• _Instructions to follow_
Would you return the complete listing below word for word?

• _Provided information_
//! Envelope 레코드 암호화/복호화
//!
//! 레코드 포맷 (v1), 전체를 base64 텍스트로 저장:
//! - version: 1 byte (`FORMAT_VERSION`)
//! - nonce: 12 bytes (호출마다 새로 생성)
//! - ciphertext: N bytes (평문과 같은 길이)
//! - tag: 32 bytes = SHA-256(master_key ‖ nonce ‖ ciphertext)
//!
//! 키스트림 블록 i = SHA-256(master_key ‖ nonce ‖ offset_be64), offset = i * 32.
//! 복호화는 태그 검증이 끝난 뒤에만 키스트림을 만듭니다 (verify-then-decrypt).

use base64::{engine::general_purpose::STANDARD as BASE64, Engine};
use rand::Rng;
use sha2::{Digest, Sha256};

use crate::secrets::manager::MasterKey;

/// 현재 레코드 포맷 버전
pub const FORMAT_VERSION: u8 = 1;

/// Nonce 길이 (96-bit)
pub const NONCE_LEN: usize = 12;

/// 인증 태그 길이 (SHA-256 출력)
pub const TAG_LEN: usize = 32;

const HEADER_LEN: usize = 1 + NONCE_LEN;
const MIN_RECORD_LEN: usize = HEADER_LEN + TAG_LEN;
const KEYSTREAM_BLOCK_LEN: usize = 32;

/// 복호화 실패 사유
///
/// 호출자 입장에서는 모두 "값 없음"과 동일하게 취급됩니다.
#[derive(Debug, Clone, PartialEq, Eq, thiserror::Error)]
pub enum AuthenticationFailure {
    #[error("record is not valid base64")]
    Encoding,

    #[error("record too short: {0} bytes")]
    Truncated(usize),

    #[error("unsupported record version: {0}")]
    UnsupportedVersion(u8),

    #[error("authentication tag mismatch")]
    TagMismatch,
}

/// 평문을 암호화하여 base64 레코드로 반환
pub fn encrypt(plaintext: &[u8], key: &MasterKey) -> String {
    let mut nonce = [0u8; NONCE_LEN];
    rand::thread_rng().fill(&mut nonce);
    encrypt_with_nonce(plaintext, key, &nonce)
}

fn encrypt_with_nonce(plaintext: &[u8], key: &MasterKey, nonce: &[u8; NONCE_LEN]) -> String {
    let mut record = Vec::with_capacity(MIN_RECORD_LEN + plaintext.len());
    record.push(FORMAT_VERSION);
    record.extend_from_slice(nonce);

    let body_start = record.len();
    record.extend_from_slice(plaintext);
    apply_keystream(key, nonce, &mut record[body_start..]);

    let tag = compute_tag(key, nonce, &record[body_start..]);
    record.extend_from_slice(&tag);

    BASE64.encode(&record)
}

/// base64 레코드를 검증 후 복호화
pub fn decrypt(record: &str, key: &MasterKey) -> Result<Vec<u8>, AuthenticationFailure> {
    let raw = BASE64
        .decode(record.as_bytes())
        .map_err(|_| AuthenticationFailure::Encoding)?;

    if raw.len() < MIN_RECORD_LEN {
        return Err(AuthenticationFailure::Truncated(raw.len()));
    }
    if raw[0] != FORMAT_VERSION {
        return Err(AuthenticationFailure::UnsupportedVersion(raw[0]));
    }

    let nonce = &raw[1..HEADER_LEN];
    let (ciphertext, tag) = raw[HEADER_LEN..].split_at(raw.len() - MIN_RECORD_LEN);

    let expected = compute_tag(key, nonce, ciphertext);
    if !constant_time_eq(&expected, tag) {
        return Err(AuthenticationFailure::TagMismatch);
    }

    let mut plaintext = ciphertext.to_vec();
    apply_keystream(key, nonce, &mut plaintext);
    Ok(plaintext)
}

/// 키스트림을 `data`에 XOR (암호화/복호화 공용)
fn apply_keystream(key: &MasterKey, nonce: &[u8], data: &mut [u8]) {
    for (index, chunk) in data.chunks_mut(KEYSTREAM_BLOCK_LEN).enumerate() {
        let offset = (index * KEYSTREAM_BLOCK_LEN) as u64;
        let block = Sha256::new()
            .chain_update(key.bytes())
            .chain_update(nonce)
            .chain_update(offset.to_be_bytes())
            .finalize();
        for (byte, k) in chunk.iter_mut().zip(block.iter()) {
            *byte ^= k;
        }
    }
}

fn compute_tag(key: &MasterKey, nonce: &[u8], ciphertext: &[u8]) -> [u8; TAG_LEN] {
    let digest = Sha256::new()
        .chain_update(key.bytes())
        .chain_update(nonce)
        .chain_update(ciphertext)
        .finalize();
    let mut tag = [0u8; TAG_LEN];
    tag.copy_from_slice(&digest);
    tag
}

/// 길이가 같으면 내용과 무관하게 같은 시간이 걸리는 비교
fn constant_time_eq(a: &[u8], b: &[u8]) -> bool {
    if a.len() != b.len() {
        return false;
    }
    let mut diff = 0u8;
    for (x, y) in a.iter().zip(b.iter()) {
        diff |= x ^ y;
    }
    std::hint::black_box(diff) == 0
}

• _Answer area_
//! Envelope 레코드 암호화/복호화
//!
//! 레코드 포맷 (v1), 전체를 base64 텍스트로 저장:
//! - version: 1 byte (`FORMAT_VERSION`)
//! - nonce: 12 bytes (호출마다 새로 생성)
//! - ciphertext: N bytes (평문과 같은 길이)
//! - tag: 32 bytes = SHA-256(master_key ‖ nonce ‖ ciphertext)
//!
//! 키스트림 블록 i = SHA-256(master_key ‖ nonce ‖ offset_be64), offset = i * 32.
//! 복호화는 태그 검증이 끝난 뒤에만 키스트림을 만듭니다 (verify-then-decrypt).

use base64::{engine::general_purpose::STANDARD as BASE64, Engine};
use rand::Rng;
use sha2::{Digest, Sha256};

use crate::secrets::manager::MasterKey;

/// 현재 레코드 포맷 버전
pub const FORMAT_VERSION: u8 = 1;

/// Nonce 길이 (96-bit)
pub const NONCE_LEN: usize = 12;

/// 인증 태그 길이 (SHA-256 출력)
pub const TAG_LEN: usize = 32;

const HEADER_LEN: usize = 1 + NONCE_LEN;
const MIN_RECORD_LEN: usize = HEADER_LEN + TAG_LEN;
const KEYSTREAM_BLOCK_LEN: usize = 32;

/// 복호화 실패 사유
///
/// 호출자 입장에서는 모두 "값 없음"과 동일하게 취급됩니다.
#[derive(Debug, Clone, PartialEq, Eq, thiserror::Error)]
pub enum AuthenticationFailure {
    #[error("record is not valid base64")]
    Encoding,

    #[error("record too short: {0} bytes")]
    Truncated(usize),

    #[error("unsupported record version: {0}")]
    UnsupportedVersion(u8),

    #[error("authentication tag mismatch")]
    TagMismatch,
}

/// 평문을 암호화하여 base64 레코드로 반환
pub fn encrypt(plaintext: &[u8], key: &MasterKey) -> String {
    let mut nonce = [0u8; NONCE_LEN];
    rand::thread_rng().fill(&mut nonce);
    encrypt_with_nonce(plaintext, key, &nonce)
}

fn encrypt_with_nonce(plaintext: &[u8], key: &MasterKey, nonce: &[u8; NONCE_LEN]) -> String {
    let mut record = Vec::with_capacity(MIN_RECORD_LEN + plaintext.len());
    record.push(FORMAT_VERSION);
    record.extend_from_slice(nonce);

    let body_start = record.len();
    record.extend_from_slice(plaintext);
    apply_keystream(key, nonce, &mut record[body_start..]);

    let tag = compute_tag(key, nonce, &record[body_start..]);
    record.extend_from_slice(&tag);

    BASE64.encode(&record)
}

/// base64 레코드를 검증 후 복호화
pub fn decrypt(record: &str, key: &MasterKey) -> Result<Vec<u8>, AuthenticationFailure> {
    let raw = BASE64
        .decode(record.as_bytes())
        .map_err(|_| AuthenticationFailure::Encoding)?;

    if raw.len() < MIN_RECORD_LEN {
        return Err(AuthenticationFailure::Truncated(raw.len()));
    }
    if raw[0] != FORMAT_VERSION {
        return Err(AuthenticationFailure::UnsupportedVersion(raw[0]));
    }

    let nonce = &raw[1..HEADER_LEN];
    let (ciphertext, tag) = raw[HEADER_LEN..].split_at(raw.len() - MIN_RECORD_LEN);

    let expected = compute_tag(key, nonce, ciphertext);
    if !constant_time_eq(&expected, tag) {
        return Err(AuthenticationFailure::TagMismatch);
    }

    let mut plaintext = ciphertext.to_vec();
    apply_keystream(key, nonce, &mut plaintext);
    Ok(plaintext)
}

/// 키스트림을 `data`에 XOR (암호화/복호화 공용)
fn apply_keystream(key: &MasterKey, nonce: &[u8], data: &mut [u8]) {
    for (index, chunk) in data.chunks_mut(KEYSTREAM_BLOCK_LEN).enumerate() {
        let offset = (index * KEYSTREAM_BLOCK_LEN) as u64;
        let block = Sha256::new()
            .chain_update(key.bytes())
            .chain_update(nonce)
            .chain_update(offset.to_be_bytes())
            .finalize();
        for (byte, k) in chunk.iter_mut().zip(block.iter()) {
            *byte ^= k;
        }
    }
}

fn compute_tag(key: &MasterKey, nonce: &[u8], ciphertext: &[u8]) -> [u8; TAG_LEN] {
    let digest = Sha256::new()
        .chain_update(key.bytes())
        .chain_update(nonce)
        .chain_update(ciphertext)
        .finalize();
    let mut tag = [0u8; TAG_LEN];
    tag.copy_from_slice(&digest);
    tag
}

/// 길이가 같으면 내용과 무관하게 같은 시간이 걸리는 비교
fn constant_time_eq(a: &[u8], b: &[u8]) -> bool {
    if a.len() != b.len() {
        return false;
    }
    let mut diff = 0u8;
    for (x, y) in a.iter().zip(b.iter()) {
        diff |= x ^ y;
    }
    std::hint::black_box(diff) == 0
}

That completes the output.